I’m terrible at faking it.
No, not orgasms, I am talking about organisational obedience or corporate conformity. Call it what you will, but I have now come to accept that I simply lack the emotional bandwidth to engage in the corporate “house of cards”. I am simply incapable of pretending that dumb ideas are brilliant, my face gives it away.
The corporate world looks like theatre with terrible lighting—pretending leadership is this sacred art form when it’s often just an adult version of “Simon Says.” The difference? In kindergarten, Simon actually had better ideas.

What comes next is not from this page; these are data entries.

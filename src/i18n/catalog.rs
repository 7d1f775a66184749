//! Message catalog: per-locale nested message tables.
//!
//! Catalogs are embedded at build time from `locales/<code>.json`, loaded
//! once at startup and never mutated. Nested objects are addressed with
//! dotted keys (`app.title`).

use std::collections::{BTreeMap, HashMap};

use serde::Serialize;
use serde_json::Value;
use thiserror::Error;

use crate::i18n::{I18nMetrics, LocaleCode};

/// Errors raised while loading catalog sources.
#[derive(Debug, Error)]
pub enum CatalogError {
    #[error("catalog for '{locale}' is not valid JSON: {source}")]
    Parse {
        locale: LocaleCode,
        #[source]
        source: serde_json::Error,
    },

    #[error("catalog for '{locale}' must be a JSON object")]
    NotAnObject { locale: LocaleCode },

    #[error("catalog for '{locale}' has a non-string value at '{key}'")]
    NonStringValue { locale: LocaleCode, key: String },

    #[error("no catalog for fallback locale '{0}'")]
    MissingFallback(LocaleCode),
}

/// Embedded catalog source for a locale, if one ships with the binary.
fn embedded_source(locale: LocaleCode) -> Option<&'static str> {
    match locale.code() {
        "en" => Some(include_str!(concat!(env!("CARGO_MANIFEST_DIR"), "/locales/en.json"))),
        "ko" => Some(include_str!(concat!(env!("CARGO_MANIFEST_DIR"), "/locales/ko.json"))),
        "zh-Hans" => Some(include_str!(concat!(
            env!("CARGO_MANIFEST_DIR"),
            "/locales/zh-Hans.json"
        ))),
        "zh-Hant" => Some(include_str!(concat!(
            env!("CARGO_MANIFEST_DIR"),
            "/locales/zh-Hant.json"
        ))),
        _ => None,
    }
}

/// Initialization configuration handed to the client-side i18n setup.
#[derive(Debug, Serialize)]
#[serde(rename_all = "camelCase")]
pub struct I18nSetup<'a> {
    pub locale: LocaleCode,
    pub fallback_locale: LocaleCode,
    pub messages: &'a BTreeMap<LocaleCode, Value>,
}

/// All message tables, keyed by locale.
#[derive(Debug, Clone)]
pub struct MessageCatalog {
    nested: BTreeMap<LocaleCode, Value>,
    flat: HashMap<LocaleCode, BTreeMap<String, String>>,
    fallback: LocaleCode,
}

impl MessageCatalog {
    /// Load the catalogs embedded for every enabled locale.
    pub fn embedded() -> Result<Self, CatalogError> {
        let sources: Vec<_> = LocaleCode::all_enabled()
            .into_iter()
            .filter_map(|locale| embedded_source(locale).map(|raw| (locale, raw)))
            .collect();

        Self::from_sources(&sources, LocaleCode::fallback())
    }

    /// Build a catalog from raw JSON sources.
    pub fn from_sources(
        sources: &[(LocaleCode, &str)],
        fallback: LocaleCode,
    ) -> Result<Self, CatalogError> {
        let mut nested = BTreeMap::new();
        let mut flat = HashMap::new();

        for &(locale, raw) in sources {
            let value: Value = serde_json::from_str(raw)
                .map_err(|source| CatalogError::Parse { locale, source })?;
            if !value.is_object() {
                return Err(CatalogError::NotAnObject { locale });
            }

            let mut entries = BTreeMap::new();
            flatten_into(locale, "", &value, &mut entries)?;

            flat.insert(locale, entries);
            nested.insert(locale, value);
        }

        if !nested.contains_key(&fallback) {
            return Err(CatalogError::MissingFallback(fallback));
        }

        Ok(Self {
            nested,
            flat,
            fallback,
        })
    }

    pub fn fallback_locale(&self) -> LocaleCode {
        self.fallback
    }

    /// Locales that have a catalog, in code order.
    pub fn locales(&self) -> impl Iterator<Item = LocaleCode> + '_ {
        self.nested.keys().copied()
    }

    pub fn has_locale(&self, locale: LocaleCode) -> bool {
        self.nested.contains_key(&locale)
    }

    /// Look up a message in exactly one locale.
    pub fn get(&self, locale: LocaleCode, key: &str) -> Option<&str> {
        self.flat
            .get(&locale)
            .and_then(|entries| entries.get(key))
            .map(String::as_str)
    }

    /// Look up a message, falling back to the fallback locale and then to the key itself.
    pub fn translate<'a>(&'a self, locale: LocaleCode, key: &'a str) -> &'a str {
        if let Some(message) = self.get(locale, key) {
            return message;
        }

        I18nMetrics::global().record_catalog_miss();
        self.get(self.fallback, key).unwrap_or(key)
    }

    /// Dotted keys defined for `locale`, sorted.
    pub fn keys(&self, locale: LocaleCode) -> Vec<&str> {
        self.flat
            .get(&locale)
            .map(|entries| entries.keys().map(String::as_str).collect())
            .unwrap_or_default()
    }

    /// Nested message table for one locale.
    pub fn messages_for(&self, locale: LocaleCode) -> Option<&Value> {
        self.nested.get(&locale)
    }

    /// Client initialization config for the active `locale`.
    pub fn setup(&self, locale: LocaleCode) -> I18nSetup<'_> {
        I18nSetup {
            locale,
            fallback_locale: self.fallback,
            messages: &self.nested,
        }
    }
}

fn flatten_into(
    locale: LocaleCode,
    prefix: &str,
    value: &Value,
    out: &mut BTreeMap<String, String>,
) -> Result<(), CatalogError> {
    match value {
        Value::Object(map) => {
            for (name, child) in map {
                let key = if prefix.is_empty() {
                    name.clone()
                } else {
                    format!("{prefix}.{name}")
                };
                flatten_into(locale, &key, child, out)?;
            }
            Ok(())
        }
        Value::String(text) => {
            out.insert(prefix.to_string(), text.clone());
            Ok(())
        }
        _ => Err(CatalogError::NonStringValue {
            locale,
            key: prefix.to_string(),
        }),
    }
}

I didn’t learn about leadership from a LinkedIn post on “servant leadership.” One of my better leadership lessons comes from having worked with a political leader who doesn’t just tolerate being challenged—he invites it, like it’s a goddamn RSVP-only event.
This man can pull rank at any moment, but instead, he does something radical: he has no qualms about admitting that he doesn’t have all the answers. He doesn’t confuse confidence with omniscience.

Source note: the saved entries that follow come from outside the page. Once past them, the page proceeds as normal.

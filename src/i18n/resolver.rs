//! Startup locale resolution.
//!
//! Priority order: persisted preference, then the browser's language tags,
//! then a fixed default. [`resolve`] is a pure function; reading the
//! preference store and the tag list is the caller's job.
//!
//! ```
//! use memorial_site::i18n::{resolve, LocaleCode};
//!
//! let supported = LocaleCode::all_enabled();
//! let locale = resolve(None, Some(&["fr-FR", "zh-TW"][..]), &supported, LocaleCode::ENGLISH);
//! assert_eq!(locale, LocaleCode::TRADITIONAL_CHINESE);
//! ```

use crate::i18n::preference::{PreferenceStore, PREFERENCE_KEY};
use crate::i18n::{LocaleCode, I18nMetrics};
use serde::Serialize;
use tracing::debug;

/// Which priority tier produced a resolved locale.
#[derive(Debug, Clone, Copy, PartialEq, Eq, Serialize)]
#[serde(rename_all = "lowercase")]
pub enum ResolutionSource {
    Persisted,
    Browser,
    Default,
}

/// A resolved locale together with the tier it came from.
#[derive(Debug, Clone, Copy, PartialEq, Eq)]
pub struct Resolution {
    pub locale: LocaleCode,
    pub source: ResolutionSource,
}

/// Resolve the locale to activate at startup.
///
/// Never fails: every missing, unsupported or malformed input falls through
/// to the next tier and the chain ends at `default`.
pub fn resolve<S: AsRef<str>>(
    persisted: Option<&str>,
    browser_tags: Option<&[S]>,
    supported: &[LocaleCode],
    default: LocaleCode,
) -> LocaleCode {
    resolve_detailed(persisted, browser_tags, supported, default).locale
}

/// Same as [`resolve`], also reporting which tier matched.
pub fn resolve_detailed<S: AsRef<str>>(
    persisted: Option<&str>,
    browser_tags: Option<&[S]>,
    supported: &[LocaleCode],
    default: LocaleCode,
) -> Resolution {
    // Stored values are trusted verbatim: exact, case-sensitive membership.
    if let Some(stored) = persisted {
        if let Some(locale) = supported.iter().find(|locale| locale.code() == stored) {
            return Resolution {
                locale: *locale,
                source: ResolutionSource::Persisted,
            };
        }
    }

    let candidate = browser_tags
        .unwrap_or_default()
        .iter()
        .filter_map(|tag| classify_tag(tag.as_ref()))
        .find(|candidate| supported.contains(candidate));

    match candidate {
        Some(locale) => Resolution {
            locale,
            source: ResolutionSource::Browser,
        },
        None => Resolution {
            locale: default,
            source: ResolutionSource::Default,
        },
    }
}

/// Map a single language tag to a candidate locale by prefix.
///
/// Chinese tags go to Traditional when they mention the `Hant` script or a
/// Taiwan, Hong Kong or Macao region subtag, and to Simplified otherwise.
pub fn classify_tag(tag: &str) -> Option<LocaleCode> {
    let lower = tag.to_lowercase();

    if lower.starts_with("ko") {
        Some(LocaleCode::KOREAN)
    } else if lower.starts_with("zh") {
        if lower.contains("hant") || has_traditional_region(&lower) {
            Some(LocaleCode::TRADITIONAL_CHINESE)
        } else {
            Some(LocaleCode::SIMPLIFIED_CHINESE)
        }
    } else if lower.starts_with("en") {
        Some(LocaleCode::ENGLISH)
    } else {
        None
    }
}

fn has_traditional_region(lower_tag: &str) -> bool {
    // POSIX-style values such as "zh_TW.UTF-8" carry an encoding suffix.
    let tag = lower_tag.split(['.', '@']).next().unwrap_or(lower_tag);
    tag.split(['-', '_'])
        .skip(1)
        .any(|subtag| matches!(subtag, "tw" | "hk" | "mo"))
}

/// Turn an `Accept-Language` header value into an ordered tag list.
///
/// Entries are ordered by descending `q` weight; ties keep header order.
/// Weights are clamped to `0..=1`; missing, unparsable or non-finite weights
/// count as 1. Wildcards and `q=0` entries are dropped.
pub fn parse_accept_language(value: &str) -> Vec<String> {
    let mut weighted: Vec<(String, f32)> = value
        .split(',')
        .filter_map(|part| {
            let mut pieces = part.split(';');
            let tag = pieces.next()?.trim();
            if tag.is_empty() || tag == "*" {
                return None;
            }
            let weight = pieces
                .find_map(|param| param.trim().strip_prefix("q="))
                .and_then(|q| q.trim().parse::<f32>().ok())
                .filter(|q| q.is_finite())
                .map(|q| q.clamp(0.0, 1.0))
                .unwrap_or(1.0);
            (weight > 0.0).then(|| (tag.to_string(), weight))
        })
        .collect();

    // sort_by is stable, so equal weights stay in header order.
    weighted.sort_by(|a, b| b.1.total_cmp(&a.1));
    weighted.into_iter().map(|(tag, _)| tag).collect()
}

/// Fixed resolver configuration: the supported set and the default.
#[derive(Debug, Clone)]
pub struct LocaleResolver {
    supported: Vec<LocaleCode>,
    default: LocaleCode,
}

impl LocaleResolver {
    pub fn new(supported: Vec<LocaleCode>, default: LocaleCode) -> Self {
        Self { supported, default }
    }

    /// Resolver over every enabled locale in the registry.
    pub fn from_registry(default: LocaleCode) -> Self {
        Self::new(LocaleCode::all_enabled(), default)
    }

    pub fn supported(&self) -> &[LocaleCode] {
        &self.supported
    }

    pub fn default_locale(&self) -> LocaleCode {
        self.default
    }

    /// Read the persisted preference from `store` and resolve against `browser_tags`.
    pub fn resolve_with<P, S>(&self, store: &P, browser_tags: Option<&[S]>) -> Resolution
    where
        P: PreferenceStore + ?Sized,
        S: AsRef<str>,
    {
        let persisted = store.get(PREFERENCE_KEY);
        let resolution = resolve_detailed(
            persisted.as_deref(),
            browser_tags,
            &self.supported,
            self.default,
        );

        debug!(
            locale = %resolution.locale,
            source = ?resolution.source,
            "Resolved startup locale"
        );
        I18nMetrics::global().record_resolution(resolution.source);

        resolution
    }
}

When he says, “I’d like to hear what you think about this,” it isn’t weakness; it is power dressed as humility. He doesn’t perform intelligence; he curates it. His job isn’t to be the smartest person in the room; it is to build a room that is smarter than him. Inspiring no?

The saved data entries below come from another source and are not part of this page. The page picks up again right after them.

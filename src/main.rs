use anyhow::Result;
use tracing::info;

use memorial_site::{config::Config, server};

#[tokio::main]
async fn main() -> Result<()> {
    // Load .env file (ignored in production)
    let _ = dotenvy::dotenv();

    // Initialize logging
    tracing_subscriber::fmt()
        .with_env_filter(
            tracing_subscriber::EnvFilter::from_default_env()
                .add_directive("memorial_site=info".parse()?)
                .add_directive("tower_http=info".parse()?),
        )
        .init();

    info!("Starting memorial site");

    // Load configuration from environment
    let config = Config::from_env()?;
    info!(
        "Default locale {}, serving static files from {}",
        config.default_locale,
        config.static_dir.display()
    );

    server::serve(config).await
}
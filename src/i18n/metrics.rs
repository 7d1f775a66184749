//! Locale resolution and catalog metrics.
//!
//! Tracks which priority tier answered each startup resolution and how often
//! a message lookup had to fall back.

use serde::Serialize;
use std::sync::atomic::{AtomicUsize, Ordering};
use std::sync::OnceLock;

use crate::i18n::ResolutionSource;

/// Global i18n metrics singleton.
pub struct I18nMetrics {
    /// Resolutions answered by the persisted preference
    persisted: AtomicUsize,

    /// Resolutions answered by a browser language tag
    browser: AtomicUsize,

    /// Resolutions that ended at the default locale
    default: AtomicUsize,

    /// Message lookups missing from the requested locale
    catalog_misses: AtomicUsize,
}

/// Global metrics instance (initialized lazily)
static METRICS: OnceLock<I18nMetrics> = OnceLock::new();

impl I18nMetrics {
    /// Get the global metrics instance.
    pub fn global() -> &'static I18nMetrics {
        METRICS.get_or_init(|| I18nMetrics {
            persisted: AtomicUsize::new(0),
            browser: AtomicUsize::new(0),
            default: AtomicUsize::new(0),
            catalog_misses: AtomicUsize::new(0),
        })
    }

    /// Record one resolution answered by `source`.
    pub fn record_resolution(&self, source: ResolutionSource) {
        let counter = match source {
            ResolutionSource::Persisted => &self.persisted,
            ResolutionSource::Browser => &self.browser,
            ResolutionSource::Default => &self.default,
        };
        counter.fetch_add(1, Ordering::Relaxed);
    }

    /// Record a lookup that was not found in the requested locale.
    pub fn record_catalog_miss(&self) {
        self.catalog_misses.fetch_add(1, Ordering::Relaxed);
    }

    pub fn resolutions(&self, source: ResolutionSource) -> usize {
        match source {
            ResolutionSource::Persisted => self.persisted.load(Ordering::Relaxed),
            ResolutionSource::Browser => self.browser.load(Ordering::Relaxed),
            ResolutionSource::Default => self.default.load(Ordering::Relaxed),
        }
    }

    pub fn catalog_misses(&self) -> usize {
        self.catalog_misses.load(Ordering::Relaxed)
    }

    /// Generate a metrics report.
    pub fn report(&self) -> MetricsReport {
        MetricsReport::from_counts(
            self.resolutions(ResolutionSource::Persisted),
            self.resolutions(ResolutionSource::Browser),
            self.resolutions(ResolutionSource::Default),
            self.catalog_misses(),
        )
    }
}

/// Snapshot of the i18n counters.
#[derive(Debug, Clone, PartialEq, Serialize)]
pub struct MetricsReport {
    pub persisted_resolutions: usize,
    pub browser_resolutions: usize,
    pub default_resolutions: usize,

    /// Share of resolutions that reached the default, as a percentage (0-100)
    pub default_rate: f64,

    pub catalog_misses: usize,
}

impl MetricsReport {
    pub fn from_counts(persisted: usize, browser: usize, default: usize, misses: usize) -> Self {
        let total = persisted + browser + default;
        let default_rate = if total > 0 {
            (default as f64 / total as f64) * 100.0
        } else {
            0.0
        };

        Self {
            persisted_resolutions: persisted,
            browser_resolutions: browser,
            default_resolutions: default,
            default_rate,
            catalog_misses: misses,
        }
    }
}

And then there was this other leader I once worked for, let’s call him M. Ganesh.
Ganesh wasn’t just a terrible manager, he was a leadership cautionary tale in human form. Working for him felt like a hostage situation with daily check-ins that lasted hours (a daily meeting once lasted 6 hours) .
Every meeting felt like a TED Talk no one asked for, where the only acceptable response was allegiance masking existential dread.
Disagreeing with M. Ganesh was like bringing a fork to a gunfight. He didn’t debate; he retaliated like two-year old toddler - “You’ll do this because I am your boss, and I’m asking you to do it.”
Criticism wasn’t an opportunity for growth—it was career suicide served with passive-aggressive feedback. And the worst part was that it wasn’t a bug in the system. It was the system.
M. Ganesh didn’t “accidentally” create a culture of fear. He was the architect. He didn’t lead with vision; he led with insecurity wrapped in a black T shirt. The goal wasn’t organisational success—it was personal validation. His company wasn’t thriving; it was surviving. It still is. Barely.
Did the rest of his leadership team notice? Oh, they most definitely did. Except, they didn’t care. “You know, he’s one of the saner leaders in the industry,” they’d say, as if the bar for sanity was somewhere between “functional sociopath” and “didn’t light the office on fire.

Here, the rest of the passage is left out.